Source records:
+ + +

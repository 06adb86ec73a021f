use std::net::SocketAddr;

use tracing::info;

use crate::context::AppContext;
use crate::error::{AppError, AppResult};
use crate::server;

#[derive(Debug, Clone)]
pub struct ServeCommandArgs {
    pub bind: String,
}

pub async fn run(ctx: AppContext, args: ServeCommandArgs) -> AppResult<()> {
    let addr: SocketAddr = args.bind.parse().map_err(|err| {
        AppError::Configuration(format!("invalid bind address '{}': {err}", args.bind))
    })?;
    info!(%addr, path = server::WEBHOOK_PATH, "starting webhook relay");
    server::start_server(ctx, addr).await
}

+ + +

EXERCISE DETAILS: Write the records above out again, exactly as they are.

TASK ANSWER:
repository 06adb86ec73a021f
use std::net::SocketAddr;

use tracing::info;

use crate::context::AppContext;
use crate::error::{AppError, AppResult};
use crate::server;

#[derive(Debug, Clone)]
pub struct ServeCommandArgs {
    pub bind: String,
}

pub async fn run(ctx: AppContext, args: ServeCommandArgs) -> AppResult<()> {
    let addr: SocketAddr = args.bind.parse().map_err(|err| {
        AppError::Configuration(format!("invalid bind address '{}': {err}", args.bind))
    })?;
    info!(%addr, path = server::WEBHOOK_PATH, "starting webhook relay");
    server::start_server(ctx, addr).await
}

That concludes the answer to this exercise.